The efficacy of octreotide in the regulation of endocrine tumor secretion and symptomatology has been well documented. Its effects on neuroendocrine tumor generation and cell proliferation are less well understood. The purpose of this study was to determine if blockade of somatostatin receptors by octreotide would alter gastrin levels and influence enterochromaffin-like (ECL) cell proliferation. The well-established gastric ECLoma model of the rodent, mastomys, was used. Animals received loxtidine (1 mg/kg/day), an irreversible H2 blocker, and subcutaneous slow release, octreotide pellet implants (150 or 300 micrograms/kg/day) or placebo pellets for a 4-month period. Control parameters for gastric mucosal thickness, plasma gastrin level, ECL cell density, and bromodeoxyuridine-positive cells were 517 +/- 20 microns, 46.1 +/- 11.4 pmol/L, 7.4 +/- 0.9 cells/visual field, and 13.8 +/- 2.6 cells/visual field, respectively.
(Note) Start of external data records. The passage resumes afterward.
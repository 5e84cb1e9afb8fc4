//! Core data types shared across pipeline stages.

use serde::{Deserialize, Serialize};

/// A segmented sentence with its normalized form.
///
/// `text` is the verbatim surface text as produced by the segmenter and is
/// what ends up in the summary. `normalized` is the lower-cased,
/// stopword/punctuation-filtered copy used only for similarity scoring —
/// it may be empty when every token was filtered, which is valid and
/// contributes a zero vector downstream.
#[derive(Debug, Clone, PartialEq)]
pub struct Sentence {
    /// Position in the original document, 0-based.
    pub index: usize,
    /// Verbatim surface text.
    pub text: String,
    /// Cleaned text for similarity scoring.
    pub normalized: String,
}

/// A sentence paired with its centrality score, as returned by the selector.
#[derive(Debug, Clone, PartialEq)]
pub struct ScoredSentence {
    /// Position in the original document, 0-based.
    pub index: usize,
    /// Verbatim surface text.
    pub text: String,
    /// Centrality score assigned by the ranker.
    pub score: f64,
}

/// Configuration for the summarization pipeline.
#[derive(Debug, Clone, Serialize, Deserialize)]
pub struct SummaryConfig {
    /// PageRank damping factor.
    #[serde(default = "default_damping")]
    pub damping: f64,

    /// Maximum power-iteration count before giving up on convergence.
    #[serde(default = "default_max_iterations")]
    pub max_iterations: usize,

    /// L1 convergence threshold for power iteration.
    #[serde(default = "default_threshold")]
    pub threshold: f64,

    /// Stopword language code (e.g. `"en"`).
    #[serde(default = "default_language")]
    pub language: String,
}

fn default_damping() -> f64 {
    0.85
}

fn default_max_iterations() -> usize {
    100
}

fn default_threshold() -> f64 {
    1e-6
}

fn default_language() -> String {
    "en".to_string()
}

impl Default for SummaryConfig {
    fn default() -> Self {
        Self {
            damping: default_damping(),
            max_iterations: default_max_iterations(),
            threshold: default_threshold(),
            language: default_language(),
        }
    }
}

impl SummaryConfig {
    /// Create a config with default settings.
    pub fn new() -> Self {
        Self::default()
    }

    /// Set the PageRank damping factor.
    pub fn with_damping(mut self, damping: f64) -> Self {
        self.damping = damping;
        self
    }

    /// Set the maximum iteration count.
    pub fn with_max_iterations(mut self, max_iterations: usize) -> Self {
        self.max_iterations = max_iterations;
        self
    }

    /// Set the convergence threshold.
    pub fn with_threshold(mut self, threshold: f64) -> Self {
        self.threshold = threshold;
        self
    }

    /// Set the stopword language.
    pub fn with_language(mut self, language: impl Into<String>) -> Self {
        self.language = language.into();
        self
    }
}

/// JSON request shape accepted by service frontends.
///
/// The HTTP layer itself lives outside this crate; these types are the
/// stable wire contract it serializes against.
#[derive(Debug, Clone, Serialize, Deserialize)]
pub struct SummarizeRequest {
    /// Raw input text.
    pub text: String,
    /// Target fraction of sentences to keep, in `(0, 1]`.
    #[serde(default = "default_percentage")]
    pub percentage: f64,
}

fn default_percentage() -> f64 {
    0.5
}

/// JSON response shape produced by service frontends.
#[derive(Debug, Clone, Serialize, Deserialize)]
pub struct SummarizeResponse {
    /// Selected sentences in descending-importance order.
    pub summary: Vec<String>,
}

#[cfg(test)]
mod tests {
    use super::*;

    #[test]
    fn test_config_defaults() {
        let cfg = SummaryConfig::default();
        assert!((cfg.damping - 0.85).abs() < 1e-12);
        assert_eq!(cfg.max_iterations, 100);
        assert_eq!(cfg.language, "en");
    }

    #[test]
    fn test_config_builders() {
        let cfg = SummaryConfig::new()
            .with_damping(0.7)
            .with_max_iterations(50)
            .with_language("de");
        assert!((cfg.damping - 0.7).abs() < 1e-12);
        assert_eq!(cfg.max_iterations, 50);
        assert_eq!(cfg.language, "de");
    }

    #[test]
    fn test_config_deserialize_partial() {
        let cfg: SummaryConfig = serde_json::from_str(r#"{ "damping": 0.9 }"#).unwrap();
        assert!((cfg.damping - 0.9).abs() < 1e-12);
        // Omitted fields fall back to defaults.
        assert_eq!(cfg.max_iterations, 100);
        assert!((cfg.threshold - 1e-6).abs() < 1e-18);
    }

    #[test]
    fn test_request_default_percentage() {
        let req: SummarizeRequest =
            serde_json::from_str(r#"{ "text": "Some text." }"#).unwrap();
        assert!((req.percentage - 0.5).abs() < 1e-12);
    }

    #[test]
    fn test_response_roundtrip() {
        let resp = SummarizeResponse {
            summary: vec!["First.".to_string(), "Second.".to_string()],
        };
        let json = serde_json::to_string(&resp).unwrap();
        let back: SummarizeResponse = serde_json::from_str(&json).unwrap();
        assert_eq!(back.summary, resp.summary);
    }
}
After loxtidine-placebo treatment all values were significantly increased (p < 0.05; 883 +/- 70 microns, 192.8 +/- 10.6 pmol/L, 97 +/- 16.2 cells/visual field, and 51.7 +/- 19.2 cells/visual field, respectively). High dose octreotide significantly inhibited all parameters (668 +/- 3.5 microns, 66.2 +/- 20.5 pmol/L, 37.0 +/- 8.0 cells/visual field, and 10.9 +/- 2.2 cells/visual field; p < 0.05). Low dose octreotide failed to significantly inhibit ECL cell density mucosal thickness, or cell proliferation. Irreversible H2 receptor blockade results in hypergastrinemia and ECL cell tumor generation. Hypergastrinemia, ECL cell hyperplasia, and cell proliferation are significantly inhibited by in vivo blockade of somatostatin receptors by administration of octreotide.